With just three to five milliliters of blood, the non-invasive, clinically convenient test analyzes a patient’s DNA by using highly sensitive blood biomarkers.
If the diabetic patient has developed a vascular complication, the damaged blood vessels release new DNA into the bloodstream, which appears in the blood test and signals the problem to doctors.  
The findings were published Oct. 1 in Clinical Chemistry, the leading international journal of clinical laboratory science. 

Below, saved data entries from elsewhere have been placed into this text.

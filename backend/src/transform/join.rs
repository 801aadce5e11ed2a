//! Left joins over raw record sets.

use std::collections::HashMap;

use super::fields::{join_key, lookup};
use crate::models::{RawTable, Row};

/// Rows of a record set indexed by a key field.
///
/// When a key repeats, the first row wins and the key is listed in
/// [`LookupIndex::duplicates`].
#[derive(Debug)]
pub struct LookupIndex<'a> {
    rows: HashMap<String, &'a Row>,
    pub duplicates: Vec<String>,
}

impl<'a> LookupIndex<'a> {
    pub fn build(table: &'a RawTable, key_field: &str) -> Self {
        let mut rows = HashMap::with_capacity(table.len());
        let mut duplicates = Vec::new();

        for row in &table.rows {
            let Some(key) = row.get(key_field).and_then(join_key) else {
                continue;
            };
            if rows.contains_key(&key) {
                duplicates.push(key);
            } else {
                rows.insert(key, row);
            }
        }

        Self { rows, duplicates }
    }

    pub fn get(&self, key: &str) -> Option<&'a Row> {
        self.rows.get(key).copied()
    }

    pub fn len(&self) -> usize {
        self.rows.len()
    }

    pub fn is_empty(&self) -> bool {
        self.rows.is_empty()
    }
}

/// For each left row, in order, the matching right row if any.
///
/// The result always has exactly one entry per left row.
pub fn left_join<'a>(
    left: &RawTable,
    left_keys: &[&str],
    right: &LookupIndex<'a>,
) -> Vec<Option<&'a Row>> {
    left.rows
        .iter()
        .map(|row| {
            lookup(row, left_keys)
                .and_then(join_key)
                .and_then(|key| right.get(&key))
        })
        .collect()
}
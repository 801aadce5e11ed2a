//! Domain models for the bike sales assembly pipeline.
//!
//! - [`RawTable`] - A record set as read from the store (dynamic cells)
//! - [`RowKey`] - Identity of a transaction row
//! - [`AssembledRecord`] - One denormalized, cleaned order line
//! - [`AssembledTable`] - The ordered output of an assembly run
//! - [`OUTPUT_COLUMNS`] - The fixed output schema

use chrono::NaiveDate;
use rust_decimal::Decimal;
use serde::{Deserialize, Serialize};
use serde_json::{Map, Value};
use std::fmt;

/// A single row: field name to dynamically typed cell.
pub type Row = Map<String, Value>;

// =============================================================================
// Output Schema
// =============================================================================

/// Output fields, in the order every consumer sees them.
pub const OUTPUT_COLUMNS: [&str; 13] = [
    "order_id",
    "order_line",
    "order_date",
    "quantity",
    "price",
    "total_revenue",
    "model",
    "category_1",
    "category_2",
    "frame_material",
    "bikeshop_name",
    "city",
    "state",
];

// =============================================================================
// Raw Record Sets
// =============================================================================

/// A record set read in full from the store.
#[derive(Debug, Clone, Default, PartialEq, Serialize, Deserialize)]
pub struct RawTable {
    /// Record set name in the store
    pub name: String,
    /// Column names, in store order
    pub columns: Vec<String>,
    /// Rows, each keyed by column name
    pub rows: Vec<Row>,
}

impl RawTable {
    pub fn new(name: impl Into<String>, columns: Vec<String>) -> Self {
        Self {
            name: name.into(),
            columns,
            rows: Vec::new(),
        }
    }

    /// Append a row given as values in column order.
    ///
    /// Missing trailing values become null; extra values are ignored.
    pub fn push_values(&mut self, values: Vec<Value>) {
        let mut values = values.into_iter();
        let row: Row = self
            .columns
            .iter()
            .map(|col| (col.clone(), values.next().unwrap_or(Value::Null)))
            .collect();
        self.rows.push(row);
    }

    pub fn len(&self) -> usize {
        self.rows.len()
    }

    pub fn is_empty(&self) -> bool {
        self.rows.is_empty()
    }

    pub fn has_column(&self, name: &str) -> bool {
        self.columns.iter().any(|c| c == name)
    }

    /// Remove a column from the header and from every row.
    ///
    /// Returns whether the column was present.
    pub fn drop_column(&mut self, name: &str) -> bool {
        let before = self.columns.len();
        self.columns.retain(|c| c != name);
        if self.columns.len() == before {
            return false;
        }
        for row in &mut self.rows {
            row.remove(name);
        }
        true
    }
}

// =============================================================================
// Row Identity
// =============================================================================

/// Identity of a transaction row.
///
/// `position` is the zero-based index in the transaction set; the order
/// identifiers are `None` when they are themselves missing or malformed.
#[derive(Debug, Clone, PartialEq, Eq, Hash, Serialize, Deserialize)]
pub struct RowKey {
    pub position: usize,
    pub order_id: Option<i64>,
    pub order_line: Option<i64>,
}

impl fmt::Display for RowKey {
    fn fmt(&self, f: &mut fmt::Formatter<'_>) -> fmt::Result {
        let show = |v: Option<i64>| v.map_or_else(|| "?".to_string(), |v| v.to_string());
        write!(
            f,
            "order_id={}, order_line={} (row {})",
            show(self.order_id),
            show(self.order_line),
            self.position
        )
    }
}

// =============================================================================
// Assembled Output
// =============================================================================

/// One order line joined with its product and shop, cleaned.
///
/// Field order matches [`OUTPUT_COLUMNS`]. Joined fields are `None` when the
/// product or shop lookup found nothing.
#[derive(Debug, Clone, PartialEq, Serialize, Deserialize)]
pub struct AssembledRecord {
    pub order_id: i64,
    pub order_line: i64,
    pub order_date: NaiveDate,
    pub quantity: i64,
    pub price: Decimal,
    pub total_revenue: Decimal,
    pub model: Option<String>,
    pub category_1: Option<String>,
    pub category_2: Option<String>,
    pub frame_material: Option<String>,
    pub bikeshop_name: Option<String>,
    pub city: Option<String>,
    pub state: Option<String>,
}

impl AssembledRecord {
    /// Cells as text, in [`OUTPUT_COLUMNS`] order. Nulls become empty strings.
    pub fn to_text_row(&self) -> Vec<String> {
        let text = |v: &Option<String>| v.clone().unwrap_or_default();
        vec![
            self.order_id.to_string(),
            self.order_line.to_string(),
            self.order_date.format("%Y-%m-%d").to_string(),
            self.quantity.to_string(),
            self.price.to_string(),
            self.total_revenue.to_string(),
            text(&self.model),
            text(&self.category_1),
            text(&self.category_2),
            text(&self.frame_material),
            text(&self.bikeshop_name),
            text(&self.city),
            text(&self.state),
        ]
    }

    /// Look up a field by output column name.
    pub fn get(&self, column: &str) -> Option<Value> {
        let text = |v: &Option<String>| v.clone().map_or(Value::Null, Value::String);
        let value = match column {
            "order_id" => Value::from(self.order_id),
            "order_line" => Value::from(self.order_line),
            "order_date" => Value::String(self.order_date.format("%Y-%m-%d").to_string()),
            "quantity" => Value::from(self.quantity),
            "price" => Value::String(self.price.to_string()),
            "total_revenue" => Value::String(self.total_revenue.to_string()),
            "model" => text(&self.model),
            "category_1" => text(&self.category_1),
            "category_2" => text(&self.category_2),
            "frame_material" => text(&self.frame_material),
            "bikeshop_name" => text(&self.bikeshop_name),
            "city" => text(&self.city),
            "state" => text(&self.state),
            _ => return None,
        };
        Some(value)
    }
}

/// The ordered result of an assembly run.
#[derive(Debug, Clone, Default, PartialEq, Serialize, Deserialize)]
#[serde(transparent)]
pub struct AssembledTable {
    pub records: Vec<AssembledRecord>,
}

impl AssembledTable {
    pub fn new(records: Vec<AssembledRecord>) -> Self {
        Self { records }
    }

    pub fn columns(&self) -> &'static [&'static str] {
        &OUTPUT_COLUMNS
    }

    pub fn len(&self) -> usize {
        self.records.len()
    }

    pub fn is_empty(&self) -> bool {
        self.records.is_empty()
    }

    pub fn iter(&self) -> std::slice::Iter<'_, AssembledRecord> {
        self.records.iter()
    }

    /// One column across all records.
    pub fn column(&self, name: &str) -> Option<Vec<Value>> {
        if !OUTPUT_COLUMNS.contains(&name) {
            return None;
        }
        self.records.iter().map(|r| r.get(name)).collect()
    }
}

impl<'a> IntoIterator for &'a AssembledTable {
    type Item = &'a AssembledRecord;
    type IntoIter = std::slice::Iter<'a, AssembledRecord>;

    fn into_iter(self) -> Self::IntoIter {
        self.records.iter()
    }
}

#[cfg(test)]
mod tests {
    use super::*;
    use serde_json::json;

    fn record() -> AssembledRecord {
        AssembledRecord {
            order_id: 1,
            order_line: 1,
            order_date: NaiveDate::from_ymd_opt(2015, 6, 1).unwrap(),
            quantity: 2,
            price: Decimal::new(150000, 2),
            total_revenue: Decimal::new(300000, 2),
            model: Some("Supersix Evo Hi-Mod Team".into()),
            category_1: Some("Road".into()),
            category_2: Some("Elite Road".into()),
            frame_material: Some("Carbon".into()),
            bikeshop_name: Some("Acme".into()),
            city: Some("Austin".into()),
            state: None,
        }
    }

    #[test]
    fn test_serialized_field_order_matches_output_columns() {
        let json = serde_json::to_value(record()).unwrap();
        let keys: Vec<&str> = json.as_object().unwrap().keys().map(|k| k.as_str()).collect();
        // serde_json::Map is sorted unless preserve_order is on, so compare as sets
        let mut expected: Vec<&str> = OUTPUT_COLUMNS.to_vec();
        let mut actual = keys.clone();
        expected.sort();
        actual.sort();
        assert_eq!(actual, expected);
        assert_eq!(json["order_date"], "2015-06-01");
        assert_eq!(json["total_revenue"], "3000.00");
        assert_eq!(json["state"], Value::Null);
    }

    #[test]
    fn test_text_row_follows_column_order() {
        let row = record().to_text_row();
        assert_eq!(row.len(), OUTPUT_COLUMNS.len());
        assert_eq!(row[2], "2015-06-01");
        assert_eq!(row[5], "3000.00");
        assert_eq!(row[12], "");
    }

    #[test]
    fn test_get_by_column_name() {
        let r = record();
        assert_eq!(r.get("category_2"), Some(json!("Elite Road")));
        assert_eq!(r.get("quantity"), Some(json!(2)));
        assert_eq!(r.get("bike_id"), None);
    }

    #[test]
    fn test_drop_column() {
        let mut table = RawTable::new("bikes", vec!["index".into(), "bike.id".into()]);
        table.push_values(vec![json!(0), json!(1)]);
        assert!(table.drop_column("index"));
        assert!(!table.drop_column("index"));
        assert_eq!(table.columns, vec!["bike.id"]);
        assert!(!table.rows[0].contains_key("index"));
    }

    #[test]
    fn test_row_key_display() {
        let key = RowKey { position: 0, order_id: None, order_line: Some(4) };
        assert_eq!(key.to_string(), "order_id=?, order_line=4 (row 0)");
    }
}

5-Hydroxymethylcytosines in Circulating Cell-Free DNA Reveal Vascular Complications of Type 2 Diabetes

Ying YangChang ZengXingyu LuYanqun SongJi NieRuoxi RanZhou ZhangChuan HeWei ZhangSong-Mei Liu
The study examined 62 diabetic patients (12 patients without vascular complications, 34 patients with a singular vascular complication and 16 with multiple vascular complications). This highly sensitive blood test was able to identify if a patient had vascular complications much more accurately than current diagnostic methods.

Abstract

Background: Long-term complications of type 2 diabetes (T2D), such as macrovascular and microvascular events, are the major causes for T2D-related disability and mortality. A clinically convenient, noninvasive approach for monitoring the development of these complications would improve the overall life quality of patients with T2D and help reduce healthcare burden through preventive interventions.
Methods: A selective chemical labeling strategy for 5-hydroxymethylcytosines (5hmC-Seal) was used to profile genome-wide 5hmCs, an emerging class of epigenetic markers implicated in complex diseases including diabetes, in circulating cell-free DNA (cfDNA) from a collection of Chinese patients (n = 62). Differentially modified 5hmC markers between patients with T2D with and without macrovascular/microvascular complications were analyzed under a case–control design.
Results: Statistically significant changes in 5hmC markers were associated with T2D-related macrovascular/microvascular complications, involving genes and pathways relevant to vascular biology and diabetes, including insulin resistance and inflammation. A 16-gene 5hmC marker panel accurately distinguished patients with vascular complications from those without [testing set: area under the curve (AUC) = 0.85; 95% CI, 0.73–0.96], outperforming conventional clinical variables such as urinary albumin. In addition, a separate 13-gene 5hmC marker panel could distinguish patients with single complications from those with multiple complications (testing set: AUC = 0.84; 95% CI, 0.68–0.99), showing superiority over conventional clinical variables.
Conclusions: The 5hmC markers in cfDNA reflected the epigenetic changes in patients with T2D who developed macrovascular/microvascular complications. The 5hmC-Seal assay has the potential to be a clinically convenient, noninvasive approach that can be applied in the clinic to monitor the presence and severity of diabetic vascular complications.
  • Received for publication April 8, 2019.
  • Accepted for publication August 6, 2019.